Mi abuelo materno tiene una plaza en Vigo, la plaza do Mestre Prudencio Rodríguez Dios, en Coia, casi enfrente de Alcampo, a unos metros de donde estaba su escuela. A unos metros de su casa, donde daba clases nocturnas gratuitas a adultos, jóvenes obreros de Coia que querían aprender a leer. Mi abuelo murió en 1962 de un cáncer, pero sus alumnos no cejaron hasta que el ayuntamiento le dio una calle, en 1995, para agradecerle sus desvelos, sus clases a deshoras, descuidando su salud, su descanso, el tiempo de sus seis hijos. En las clases nocturnas le ayudaba mi madre. Mi abuela también era maestra, maestra rural, llevaba la escuela de niñas en Reboreda primero, luego en Coia. A ella le dediqué en 2010 mi tesis doctoral sobre el tratamiento informativo de la violencia de género, por ser una pionera, una luchadora que nació en el siglo XIX y estudió, trabajó y sacó adelante a sus hijos en una negra posguerra.

Mis padres eligieron para educarnos a mi hermana y a mí el colegio Las Acacias. Eran los años 70, y lo hicieron pensando que era lo mejor para nosotras, que esa sería la herencia que nos dejarían; hoy, yo soy periodista y profesora en la Universidad de Vigo. Mi hermana, filósofa, trabaja también en una universidad.

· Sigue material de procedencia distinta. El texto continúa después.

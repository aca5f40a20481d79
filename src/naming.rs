//! Naming, pidfile, discovery (C7), grounded on the model runtime's
//! `list.rs` for the `tabwriter` table-rendering idiom, generalized from its
//! OCI bundle/state-file enumeration to this runtime's pidfile/`/proc` scan.

use std::fs;
use std::io::{self, Write};
use std::path::{Path, PathBuf};

use nix::unistd::Pid;
use tabwriter::TabWriter;

use crate::error::Result;
use crate::fsutil::{file_contents_equal, read_trimmed, write_all};
use crate::utils::pid_alive;
use crate::workspace::Workspace;

const CONTAINER_MARKER: &str = "droidspaces";

/// 32 lowercase hex characters, generated with `fastrand` rather than a
/// cryptographic RNG — this is a liveness marker, not a security token.
pub fn generate_uuid() -> String {
    let mut s = String::with_capacity(32);
    for _ in 0..32 {
        s.push(std::char::from_digit(fastrand::u32(0..16), 16).unwrap());
    }
    s
}

/// `name(cfg) = os_release_id + "-" + os_release_version_id`, suffixed with
/// `-k` for the smallest `k >= 1` that doesn't collide with a running name.
pub fn auto_name(rootfs: &Path, workspace: &Workspace) -> Result<String> {
    let os_release = rootfs.join("etc/os-release");
    let contents = fs::read_to_string(&os_release).unwrap_or_default();
    let id = field(&contents, "ID").unwrap_or_else(|| "linux".to_string());
    let version = field(&contents, "VERSION_ID").unwrap_or_else(|| "unknown".to_string());
    let base = format!("{}-{}", id, version);

    if !name_is_running(workspace, &base) {
        return Ok(base);
    }
    for k in 1..10_000 {
        let candidate = format!("{}-{}", base, k);
        if !name_is_running(workspace, &candidate) {
            return Ok(candidate);
        }
    }
    Ok(format!("{}-{}", base, fastrand::u32(..)))
}

fn field(os_release: &str, key: &str) -> Option<String> {
    let prefix = format!("{}=", key);
    os_release.lines().find_map(|line| {
        line.strip_prefix(&prefix)
            .map(|v| v.trim_matches('"').to_string())
    })
}

fn name_is_running(workspace: &Workspace, name: &str) -> bool {
    match read_pidfile(workspace, name) {
        Ok(Some(pid)) => is_valid_container_pid(pid),
        _ => false,
    }
}

pub fn read_pidfile(workspace: &Workspace, name: &str) -> Result<Option<Pid>> {
    let path = workspace.pidfile(name);
    if !path.exists() {
        return Ok(None);
    }
    let contents = read_trimmed(&path)?;
    Ok(contents.parse::<i32>().ok().map(Pid::from_raw))
}

pub fn write_pidfile(workspace: &Workspace, name: &str, pid: Pid) -> Result<()> {
    write_all(workspace.pidfile(name), pid.as_raw().to_string())
}

pub fn remove_pidfile(workspace: &Workspace, name: &str) -> Result<()> {
    let path = workspace.pidfile(name);
    match fs::remove_file(&path) {
        Ok(()) => Ok(()),
        Err(e) if e.kind() == std::io::ErrorKind::NotFound => Ok(()),
        Err(e) => Err(e.into()),
    }
}

/// The process exists AND `/proc/<pid>/root/run/systemd/container` reads
/// exactly `"droidspaces"`. Used to reject stale pidfiles whose PID has been
/// recycled into an unrelated process.
pub fn is_valid_container_pid(pid: Pid) -> bool {
    if !pid_alive(pid) {
        return false;
    }
    let marker = PathBuf::from(format!("/proc/{}/root/run/systemd/container", pid.as_raw()));
    file_contents_equal(marker, CONTAINER_MARKER)
}

/// Whether this process, as seen from inside its own PID namespace, is PID
/// 1 there — the last field of `/proc/<pid>/status`'s `NSpid:` line.
pub fn is_namespace_pid_one(pid: Pid) -> bool {
    let status_path = format!("/proc/{}/status", pid.as_raw());
    let contents = match fs::read_to_string(status_path) {
        Ok(c) => c,
        Err(_) => return false,
    };
    contents
        .lines()
        .find(|l| l.starts_with("NSpid:"))
        .and_then(|l| l.split_whitespace().last())
        .map(|last| last == "1")
        .unwrap_or(false)
}

pub struct ContainerListing {
    pub name: String,
    pub pid: Pid,
}

/// Enumerates `/proc/*` for processes whose container marker matches and
/// which are PID 1 inside their own namespace, re-registering any that have
/// no pidfile under an auto-generated name.
pub fn scan(workspace: &Workspace) -> Result<Vec<ContainerListing>> {
    let mut found = Vec::new();
    let entries = match fs::read_dir("/proc") {
        Ok(e) => e,
        Err(_) => return Ok(found),
    };

    for entry in entries.flatten() {
        let file_name = entry.file_name();
        let raw_pid = match file_name.to_str().and_then(|s| s.parse::<i32>().ok()) {
            Some(p) => p,
            None => continue,
        };
        let pid = Pid::from_raw(raw_pid);
        if !is_valid_container_pid(pid) || !is_namespace_pid_one(pid) {
            continue;
        }

        let name = known_name_for_pid(workspace, pid).unwrap_or_else(|| {
            let root = PathBuf::from(format!("/proc/{}/root", raw_pid));
            auto_name(&root, workspace).unwrap_or_else(|_| format!("container-{}", raw_pid))
        });
        found.push(ContainerListing { name, pid });
    }
    Ok(found)
}

fn known_name_for_pid(workspace: &Workspace, pid: Pid) -> Option<String> {
    let entries = fs::read_dir(workspace.pids_dir()).ok()?;
    for entry in entries.flatten() {
        let path = entry.path();
        if path.extension().and_then(|e| e.to_str()) != Some("pid") {
            continue;
        }
        if let Ok(contents) = read_trimmed(&path) {
            if contents.parse::<i32>() == Ok(pid.as_raw()) {
                return path.file_stem().map(|s| s.to_string_lossy().into_owned());
            }
        }
    }
    None
}

/// Enumerates pidfiles, validates each, renders a table, and deletes
/// pidfiles of invalid PIDs as a side effect.
pub fn show(workspace: &Workspace) -> Result<String> {
    let mut content = String::new();
    content.push_str("NAME\tPID\tSTATUS\n");

    let entries = match fs::read_dir(workspace.pids_dir()) {
        Ok(e) => e,
        Err(_) => return render_table(&content),
    };

    for entry in entries.flatten() {
        let path = entry.path();
        if path.extension().and_then(|e| e.to_str()) != Some("pid") {
            continue;
        }
        let name = match path.file_stem().and_then(|s| s.to_str()) {
            Some(n) => n.to_string(),
            None => continue,
        };
        let pid = match read_trimmed(&path).ok().and_then(|s| s.parse::<i32>().ok()) {
            Some(p) => Pid::from_raw(p),
            None => {
                let _ = fs::remove_file(&path);
                continue;
            }
        };
        if is_valid_container_pid(pid) {
            content.push_str(&format!("{}\t{}\trunning\n", name, pid.as_raw()));
        } else {
            let _ = fs::remove_file(&path);
        }
    }

    render_table(&content)
}

fn render_table(content: &str) -> Result<String> {
    let mut writer = TabWriter::new(Vec::new());
    writer.write_all(content.as_bytes())?;
    writer.flush()?;
    let bytes = writer.into_inner().map_err(|_| {
        crate::error::DsError::Io(io::Error::new(io::ErrorKind::Other, "tabwriter flush failed"))
    })?;
    Ok(String::from_utf8_lossy(&bytes).into_owned())
}

#[cfg(test)]
mod tests {
    use super::*;

    #[test]
    fn extracts_id_and_version_id_fields() {
        let os_release = "NAME=\"Alpine Linux\"\nID=alpine\nVERSION_ID=3.18.0\n";
        assert_eq!(field(os_release, "ID"), Some("alpine".to_string()));
        assert_eq!(field(os_release, "VERSION_ID"), Some("3.18.0".to_string()));
    }

    #[test]
    fn generates_32_hex_chars() {
        let uuid = generate_uuid();
        assert_eq!(uuid.len(), 32);
        assert!(uuid.chars().all(|c| c.is_ascii_hexdigit()));
    }

    #[test]
    fn pidfile_roundtrips() {
        let dir = tempfile::tempdir().unwrap();
        let ws = Workspace::at(dir.path().to_path_buf());
        ws.ensure_dirs().unwrap();
        write_pidfile(&ws, "t1", Pid::from_raw(1234)).unwrap();
        assert_eq!(read_pidfile(&ws, "t1").unwrap(), Some(Pid::from_raw(1234)));
        remove_pidfile(&ws, "t1").unwrap();
        assert_eq!(read_pidfile(&ws, "t1").unwrap(), None);
    }
}
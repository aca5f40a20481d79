//! Network & environment wiring (C4). Host-side pre-boot tweaks plus the
//! guest-side files written during the PID-1 boot sequence (§4.3 steps
//! 18, 21). Grounded on `other_examples`'s `generate_passwd_content`/
//! `setup_container_env` for the "build guest config as an in-memory string,
//! write once" idiom.

use std::fs;
use std::path::Path;

use crate::error::Result;
use crate::fsutil::{mkdir_p, write_all};
use crate::utils::PathBufExt;

/// Host-side: enable IPv4 forwarding, optionally undo IPv6 disablement, and
/// stash the DNS list where the PID-1 sequence can read it through the
/// still-visible old root (before `pivot_root` replaces the view).
pub fn host_pre_boot(rootfs: &Path, dns_servers: &[String], enable_ipv6: bool) -> Result<()> {
    let _ = fs::write("/proc/sys/net/ipv4/ip_forward", b"1");
    if enable_ipv6 {
        let _ = fs::write("/proc/sys/net/ipv6/conf/all/disable_ipv6", b"0");
    }
    write_all(rootfs.join(".dns_servers"), dns_servers.join(","))
}

/// Guest-side files written by §4.3 steps 18 and 21: hostname, hosts,
/// resolv.conf, Android socket group ids, and the init exec environment.
pub fn write_hostname(active_root: &Path, hostname: &str) -> Result<()> {
    write_all(active_root.join_safely("etc/hostname"), format!("{}\n", hostname))
}

/// `127.0.1.1 <hostname>` is mandatory alongside `localhost`, or `apt`/`sudo`
/// stall trying to resolve the guest's own hostname.
pub fn write_hosts(active_root: &Path, hostname: &str) -> Result<()> {
    let contents = format!(
        "127.0.0.1 localhost\n127.0.1.1 {}\n::1 localhost ip6-localhost ip6-loopback\n",
        hostname
    );
    write_all(active_root.join_safely("etc/hosts"), contents)
}

pub fn write_resolv_conf(active_root: &Path, dns_servers: &[String]) -> Result<()> {
    let resolvconf_dir = active_root.join_safely("run/resolvconf");
    mkdir_p(&resolvconf_dir)?;
    let resolv_path = resolvconf_dir.join("resolv.conf");

    let mut contents = String::new();
    for server in dns_servers {
        contents.push_str("nameserver ");
        contents.push_str(server);
        contents.push('\0');
    }
    write_all(&resolv_path, contents)?;

    let etc_resolv = active_root.join_safely("etc/resolv.conf");
    let _ = fs::remove_file(&etc_resolv);
    std::os::unix::fs::symlink("/run/resolvconf/resolv.conf", &etc_resolv)?;
    Ok(())
}

/// Appends the Android socket-access group ids so guest users without them
/// can still open `AF_INET`/`AF_PACKET` sockets on the shared host network
/// stack.
pub fn append_android_groups(active_root: &Path) -> Result<()> {
    const GROUPS: &[(&str, u32)] = &[("aid_inet", 3003), ("aid_net_raw", 3004), ("aid_net_admin", 3005)];

    let group_path = active_root.join_safely("etc/group");
    let mut contents = fs::read_to_string(&group_path).unwrap_or_default();
    for (name, gid) in GROUPS {
        if !contents.lines().any(|l| l.starts_with(&format!("{}:", name))) {
            if !contents.ends_with('\n') && !contents.is_empty() {
                contents.push('\n');
            }
            contents.push_str(&format!("{}:x:{}:\n", name, gid));
        }
    }
    write_all(group_path, contents)
}

/// The exec environment for the guest init, built from a cleared
/// environment per §4.3 step 21.
pub fn init_environment(tty_slave_paths: &[String]) -> Vec<(String, String)> {
    vec![
        (
            "PATH".to_string(),
            "/usr/local/sbin:/usr/local/bin:/usr/sbin:/usr/bin:/sbin:/bin".to_string(),
        ),
        ("TERM".to_string(), "xterm-256color".to_string()),
        ("HOME".to_string(), "/root".to_string()),
        ("container".to_string(), "droidspaces".to_string()),
        ("container_ttys".to_string(), tty_slave_paths.join(" ")),
    ]
}

#[cfg(test)]
mod tests {
    use super::*;
    use tempfile::TempDir;

    #[test]
    fn hosts_file_includes_mandatory_127_0_1_1_entry() {
        let dir = TempDir::new().unwrap();
        std::fs::create_dir_all(dir.path().join("etc")).unwrap();
        write_hosts(dir.path(), "alpine-3").unwrap();
        let contents = std::fs::read_to_string(dir.path().join("etc/hosts")).unwrap();
        assert!(contents.contains("127.0.1.1 alpine-3"));
    }

    #[test]
    fn resolv_conf_lists_each_server_null_terminated() {
        let dir = TempDir::new().unwrap();
        std::fs::create_dir_all(dir.path().join("etc")).unwrap();
        write_resolv_conf(dir.path(), &["8.8.8.8".to_string(), "1.1.1.1".to_string()]).unwrap();
        let contents = std::fs::read_to_string(dir.path().join("run/resolvconf/resolv.conf")).unwrap();
        assert_eq!(contents, "nameserver 8.8.8.8\0nameserver 1.1.1.1\0");
    }

    #[test]
    fn android_groups_are_appended_once() {
        let dir = TempDir::new().unwrap();
        std::fs::create_dir_all(dir.path().join("etc")).unwrap();
        std::fs::write(dir.path().join("etc/group"), "root:x:0:\n").unwrap();
        append_android_groups(dir.path()).unwrap();
        append_android_groups(dir.path()).unwrap();
        let contents = std::fs::read_to_string(dir.path().join("etc/group")).unwrap();
        assert_eq!(contents.matches("aid_inet").count(), 1);
    }
}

Yo estudié en un colegio en el que había de todo, alumnas con grandes apellidos de Vigo y gente humilde, hijos de profesionales, de empresarios y de trabajadores, como los nuestros, que decidieron vivir un poco peor pero darnos la que pensaban era la mejor educación. Sin complejos y sin dramatismos. Libremente. Como daba mi abuelo las clases a los obreros. Ellos no hubiesen podido pagar a mi abuelo sus clases particulares. Ni sus horas de sueño, ni su cariño.

Yo hoy, sin el concierto, no podría enviar a mis hijos a Las Acacias. Aunque pensara que ahí sacarían lo mejor de ellos, aunque quisiera que tuviesen lo que yo tuve. Porque no podría pagarlo.

Porque alguien ha decidido que por educar en un aula solo a mujeres se las segrega, se le quitan oportunidades, se recorre el camino de la igualdad en sentido contrario. Yo en Las Acacias no aprendí a tocar el piano y a hacer macramé, y en Montecastelo no enseñan física cuántica. Soy una mujer de la cabeza a los pies, y lucho por la igualdad de derechos y oportunidades con todas las armas que tengo a mi alcance. He estudiado en la diferenciada y es lo que quiero para los míos.

Diferenciar no es segregar. Es intentar sacar lo mejor de cada uno. Del mismo modo que uno no trata igual a un hijo listo que a uno que va más justo; le dará más tiempo, o cariño, o atención, al que más lo necesita, yo creo que la educación diferenciada es mejor para mis hijos. Y tengo derecho a poder hacerlo. No sé si mi abuelo hoy mandaría a sus hijos a un colegio de educación diferenciada, pero sé que estaría orgulloso de la elección de mi madre y que no entendería que yo hoy no pudiera hacer lo mismo.